Search code examples
ioscocoa-touchappdelegateobject-graph

Is extending UIViewController to access the app delegate an antipattern?


I'm using an API that recommends keeping its client in the app delegate and accessing it through there. If I extended UIViewController to make it easier to access the app delegate, is this any way an antipattern?

extension UIViewController {
    var appDelegate: AppDelegate {
        return UIApplication.shared.delegate as! AppDelegate
    }
}

class SomeViewController: UIViewController {
    ...
    appDelegate.someClient.someMethod()
    ...
}

By antipattern I mean that is it overkill to extend the entire UIViewController class for this simple convenience? Are there any negative impacts, overall, of extending classes like this? Does every view controller, even if it doesn't access the API, implicitly point to the app delegate now?


Solution

  • If I extended UIViewController to make it easier to access the app delegate, is this any way an antipattern?

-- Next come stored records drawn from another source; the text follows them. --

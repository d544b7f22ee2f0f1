//! Order-preserving result aggregation
//!
//! Cases complete in whatever order the scheduler interleaves them, but the
//! delivered [`SuiteResult`] must list them in registration/expansion
//! order. The collector pre-allocates one slot per expanded case and lets
//! concurrent executions record into their own index; slot order, not
//! completion order, determines the final sequence.

use chrono::Utc;
use parking_lot::Mutex;
use specdrive_core::{CaseOutcome, CaseResult, HookFailure, ParamTuple, SuiteResult};
use std::time::Duration;

/// Aggregates per-case outcomes and hook failures for one suite
pub(crate) struct ResultCollector {
    slots: Mutex<Vec<Option<CaseResult>>>,
    hook_failures: Mutex<Vec<HookFailure>>,
}

impl ResultCollector {
    /// Create a collector with one empty slot per expanded case
    pub(crate) fn with_capacity(cases: usize) -> Self {
        ResultCollector {
            slots: Mutex::new(vec![None; cases]),
            hook_failures: Mutex::new(Vec::new()),
        }
    }

    /// Record the result for the case at `index`
    pub(crate) fn record(&self, index: usize, result: CaseResult) {
        let mut slots = self.slots.lock();
        slots[index] = Some(result);
    }

    /// Record a lifecycle-hook failure
    pub(crate) fn record_hook_failure(&self, failure: HookFailure) {
        self.hook_failures.lock().push(failure);
    }

    /// Produce the immutable suite result
    ///
    /// Nothing is ever dropped: a slot left unfilled (which would indicate
    /// a scheduler bug) surfaces as an `Errored` record rather than a
    /// missing case.
    pub(crate) fn finish(&self, name: impl Into<String>) -> SuiteResult {
        let cases = self
            .slots
            .lock()
            .iter()
            .enumerate()
            .map(|(index, slot)| {
                slot.clone().unwrap_or_else(|| CaseResult {
                    description: format!("case #{}", index),
                    params: ParamTuple::new(),
                    outcome: CaseOutcome::Errored {
                        cause: "case result was never recorded".to_string(),
                    },
                    duration: Duration::ZERO,
                })
            })
            .collect();

        SuiteResult {
            name: name.into(),
            cases,
            hook_failures: self.hook_failures.lock().clone(),
            finished_at: Utc::now(),
        }
    }
}

#[cfg(test)]
mod tests {
    use super::*;
    use specdrive_core::{HookFailure, HookKind};

    fn passed(description: &str) -> CaseResult {
        CaseResult {
            description: description.to_string(),
            params: ParamTuple::new(),
            outcome: CaseOutcome::Passed,
            duration: Duration::from_millis(1),
        }
    }

    #[test]
    fn test_slot_order_beats_completion_order() {
        let collector = ResultCollector::with_capacity(3);
        collector.record(2, passed("third"));
        collector.record(0, passed("first"));
        collector.record(1, passed("second"));

        let result = collector.finish("ordered");
        let descriptions: Vec<&str> = result.cases.iter().map(|c| c.description.as_str()).collect();
        assert_eq!(descriptions, vec!["first", "second", "third"]);
    }

    #[test]
    fn test_unfilled_slot_surfaces_as_errored() {
        let collector = ResultCollector::with_capacity(2);
        collector.record(0, passed("only"));

        let result = collector.finish("gappy");
        assert_eq!(result.cases.len(), 2);
        assert!(result.cases[0].outcome.is_passed());
        assert!(result.cases[1].outcome.is_errored());
        assert_eq!(result.cases[1].description, "case #1");
    }

    #[test]
    fn test_hook_failures_accumulate_separately() {
        let collector = ResultCollector::with_capacity(1);
        collector.record(0, passed("fine"));
        collector.record_hook_failure(HookFailure {
            kind: HookKind::Complete,
            case: None,
            cause: "completer raised".to_string(),
        });

        let result = collector.finish("with failure");
        assert_eq!(result.cases.len(), 1);
        assert_eq!(result.hook_failures.len(), 1);
        assert!(result.cases[0].outcome.is_passed());
    }
}
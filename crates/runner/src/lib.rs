//! Suite registration and execution for specdrive
//!
//! This crate implements the execution engine:
//! - [`Suite`] / [`Description`]: fluent registration of cases and hooks
//! - [`columns`]: expansion of 1–3 parallel data columns into concrete cases
//! - [`lifecycle`]: the per-case setup/body/teardown driver with fault
//!   isolation at every phase boundary
//! - [`scheduler`]: a fixed worker pool executing independent cases (and
//!   independent suites) concurrently
//! - [`collector`]: order-preserving aggregation into one [`SuiteResult`]
//!   per suite
//!
//! Registration and execution are strictly separated: `Suite::describe`
//! runs the registration closure to completion and yields an immutable
//! suite; `Scheduler::run` consumes it and delivers the result.

#![warn(missing_docs)]
#![warn(clippy::all)]

pub mod collector;
pub mod columns;
pub mod description;
pub mod lifecycle;
pub mod scheduler;
pub mod suite;

pub use columns::{Column, GeneratedColumns, ThreeColumns, TwoColumns};
pub use description::Description;
pub use lifecycle::SuitePhase;
pub use scheduler::Scheduler;
pub use suite::{SpecificationCase, Suite};

// Re-export the core surface so downstream users need only this crate
pub use specdrive_core::{
    Actual, CaseOutcome, CaseResult, Expect, ExpectationFailed, HookFailure, HookKind, ParamTuple,
    Result, SpecError, SuiteResult,
};
pub use specdrive_generators::SourceGenerator;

    extension UIViewController {
        var appDelegate: AppDelegate {
            return UIApplication.shared.delegate as! AppDelegate
        } 
    }
    

    No; quite the contrary. It is quite common to need to access the app delegate and cast it to its actual class so as to be able to access a property or call a method in the app delegate. If this might need to be done in multiple places, a computed property is the standard notation for providing a shorthand. (There is no need to use an extension for this purpose, but there's no harm in doing so, and there may be a notational advantage; for example, the extension can be located in the app delegate file.)

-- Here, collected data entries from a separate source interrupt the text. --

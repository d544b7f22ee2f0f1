//! Data-driven column model and expansion
//!
//! One, two, or three parallel value sequences ("columns") expand into
//! concrete cases by POSITIONAL pairing: tuple *i* is
//! `(first[i], second[i], third[i])`, never a cross product. Length
//! checks happen at declaration time in [`Description`], so every column
//! builder here holds sequences already known to agree.
//!
//! Each tuple is bound into its own case body and rendered into the case's
//! description template: `{}` placeholders are consumed left to right,
//! surplus values are appended at the end.

use crate::description::Description;
use crate::suite::SpecificationCase;
use smallvec::smallvec;
use specdrive_core::{Expect, ParamTuple};
use specdrive_generators::SourceGenerator;
use std::fmt::Debug;
use std::sync::Arc;

/// Render a tuple's values into a case description template
pub(crate) fn render_description(template: &str, params: &[String]) -> String {
    let mut out = String::with_capacity(template.len() + 16);
    let mut values = params.iter();
    let mut rest = template;
    while let Some(pos) = rest.find("{}") {
        out.push_str(&rest[..pos]);
        match values.next() {
            Some(value) => out.push_str(value),
            None => out.push_str("{}"),
        }
        rest = &rest[pos + 2..];
    }
    out.push_str(rest);
    for leftover in values {
        out.push(' ');
        out.push_str(leftover);
    }
    out
}

/// A single-column data-driven declaration awaiting its case body
pub struct Column<'d, T: Debug + Send + Sync + 'static> {
    description: &'d mut Description,
    values: Vec<T>,
}

impl<'d, T: Debug + Send + Sync + 'static> Column<'d, T> {
    pub(crate) fn new(description: &'d mut Description, values: Vec<T>) -> Self {
        Column {
            description,
            values,
        }
    }

    /// Bind `body` to every value, one expanded case per value
    pub fn to_show(self, template: &str, body: impl Fn(&Expect, &T) + Send + Sync + 'static) {
        let Column {
            description,
            values,
        } = self;
        let body = Arc::new(body);
        for value in values {
            let params: ParamTuple = smallvec![format!("{:?}", value)];
            let rendered = render_description(template, &params);
            let body = Arc::clone(&body);
            description.push_case(SpecificationCase {
                description: rendered,
                params,
                body: Box::new(move |expect| body(expect, &value)),
            });
        }
    }
}

/// A two-column data-driven declaration awaiting its case body
pub struct TwoColumns<'d, F, S>
where
    F: Debug + Send + Sync + 'static,
    S: Debug + Send + Sync + 'static,
{
    description: &'d mut Description,
    first: Vec<F>,
    second: Vec<S>,
}

impl<'d, F, S> TwoColumns<'d, F, S>
where
    F: Debug + Send + Sync + 'static,
    S: Debug + Send + Sync + 'static,
{
    // Callers have already verified the lengths agree
    pub(crate) fn new(description: &'d mut Description, first: Vec<F>, second: Vec<S>) -> Self {
        TwoColumns {
            description,
            first,
            second,
        }
    }

    /// Bind `body` to every positional pair
    pub fn to_show(self, template: &str, body: impl Fn(&Expect, &F, &S) + Send + Sync + 'static) {
        let TwoColumns {
            description,
            first,
            second,
        } = self;
        let body = Arc::new(body);
        for (f, s) in first.into_iter().zip(second) {
            let params: ParamTuple = smallvec![format!("{:?}", f), format!("{:?}", s)];
            let rendered = render_description(template, &params);
            let body = Arc::clone(&body);
            description.push_case(SpecificationCase {
                description: rendered,
                params,
                body: Box::new(move |expect| body(expect, &f, &s)),
            });
        }
    }
}

/// A three-column data-driven declaration awaiting its case body
pub struct ThreeColumns<'d, F, S, T>
where
    F: Debug + Send + Sync + 'static,
    S: Debug + Send + Sync + 'static,
    T: Debug + Send + Sync + 'static,
{
    description: &'d mut Description,
    first: Vec<F>,
    second: Vec<S>,
    third: Vec<T>,
}

impl<'d, F, S, T> ThreeColumns<'d, F, S, T>
where
    F: Debug + Send + Sync + 'static,
    S: Debug + Send + Sync + 'static,
    T: Debug + Send + Sync + 'static,
{
    pub(crate) fn new(
        description: &'d mut Description,
        first: Vec<F>,
        second: Vec<S>,
        third: Vec<T>,
    ) -> Self {
        ThreeColumns {
            description,
            first,
            second,
            third,
        }
    }

    /// Bind `body` to every positional triple
    pub fn to_show(
        self,
        template: &str,
        body: impl Fn(&Expect, &F, &S, &T) + Send + Sync + 'static,
    ) {
        let ThreeColumns {
            description,
            first,
            second,
            third,
        } = self;
        let body = Arc::new(body);
        for ((f, s), t) in first.into_iter().zip(second).zip(third) {
            let params: ParamTuple =
                smallvec![format!("{:?}", f), format!("{:?}", s), format!("{:?}", t)];
            let rendered = render_description(template, &params);
            let body = Arc::clone(&body);
            description.push_case(SpecificationCase {
                description: rendered,
                params,
                body: Box::new(move |expect| body(expect, &f, &s, &t)),
            });
        }
    }
}

/// A generated data-driven declaration: `count` tuples pulled eagerly from
/// a [`SourceGenerator`]
///
/// The source defaults to entropy seeding; override with
/// [`with_source`](GeneratedColumns::with_source) for a reproducible run.
pub struct GeneratedColumns<'d> {
    description: &'d mut Description,
    count: usize,
    source: SourceGenerator,
}

impl<'d> GeneratedColumns<'d> {
    pub(crate) fn new(description: &'d mut Description, count: usize) -> Self {
        GeneratedColumns {
            description,
            count,
            source: SourceGenerator::random_numbers(),
        }
    }

    /// Replace the value source, typically with a fixed-seed generator
    pub fn with_source(mut self, source: SourceGenerator) -> Self {
        self.source = source;
        self
    }

    /// The seed of the source this declaration will draw from
    ///
    /// Surfacing it lets a reporter name the seed that reproduces a
    /// failing generated case.
    pub fn seed(&self) -> u64 {
        self.source.seed()
    }

    /// Realize one generated column
    pub fn example<T>(mut self, generate: impl Fn(&mut SourceGenerator) -> T) -> Column<'d, T>
    where
        T: Debug + Send + Sync + 'static,
    {
        let values = (0..self.count).map(|_| generate(&mut self.source)).collect();
        Column::new(self.description, values)
    }

    /// Realize two generated columns, drawn alternately from one source
    pub fn example_two<F, S>(
        mut self,
        first: impl Fn(&mut SourceGenerator) -> F,
        second: impl Fn(&mut SourceGenerator) -> S,
    ) -> TwoColumns<'d, F, S>
    where
        F: Debug + Send + Sync + 'static,
        S: Debug + Send + Sync + 'static,
    {
        let mut firsts = Vec::with_capacity(self.count);
        let mut seconds = Vec::with_capacity(self.count);
        for _ in 0..self.count {
            firsts.push(first(&mut self.source));
            seconds.push(second(&mut self.source));
        }
        TwoColumns::new(self.description, firsts, seconds)
    }

    /// Realize three generated columns, drawn alternately from one source
    pub fn example_three<F, S, T>(
        mut self,
        first: impl Fn(&mut SourceGenerator) -> F,
        second: impl Fn(&mut SourceGenerator) -> S,
        third: impl Fn(&mut SourceGenerator) -> T,
    ) -> ThreeColumns<'d, F, S, T>
    where
        F: Debug + Send + Sync + 'static,
        S: Debug + Send + Sync + 'static,
        T: Debug + Send + Sync + 'static,
    {
        let mut firsts = Vec::with_capacity(self.count);
        let mut seconds = Vec::with_capacity(self.count);
        let mut thirds = Vec::with_capacity(self.count);
        for _ in 0..self.count {
            firsts.push(first(&mut self.source));
            seconds.push(second(&mut self.source));
            thirds.push(third(&mut self.source));
        }
        ThreeColumns::new(self.description, firsts, seconds, thirds)
    }
}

    In a comment, you muse about the wisdom of extending UIViewController. I imagine you have, say, two view controllers that need to access the app delegate, and many others that do not.

    Now, in the first place, that doesn't really change my answer. I can't see what harm it would do or how it is in any way an antipattern to give all your view controllers the ability to access the app delegate via a shortcut even if many of them never actually do so. All view controllers have the ability already to do lots of things that most of them will never actually do.

    But let's say you feel otherwise. Then you could just implement appDelegate explicitly in each relevant view controller (at the cost of violating DRY).

    Or (here's the cool part) you could declare a protocol and a protocol extension, and have only the relevant view controllers adopt it. So, here's your AppDelegate.swift file:

    import UIKit
    
    protocol AppDelegateAccesser {}
    extension AppDelegateAccesser {
        var appDelegate: AppDelegate {
            return UIApplication.shared.delegate as! AppDelegate
        }
    }
    
    @UIApplicationMain
    class AppDelegate: UIResponder, UIApplicationDelegate {
        // ....
    }
    

    Now let's say that only the MyViewController class actually needs to access the app delegate. Then you just say

    extension MyViewController : AppDelegateAccesser {}
    

    This injects appDelegate into MyViewController but no other class. So you would just do that for each view controller that needs to access the app delegate, and no others. I think that's a totally unnecessary exercise, as opposed to your original proposed solution, but it does solve the problem of injecting code only into some classes.


    NOTE: In Swift 5 it will be legal to declare that only a UIViewController subclass may adopt this protocol. You might like that.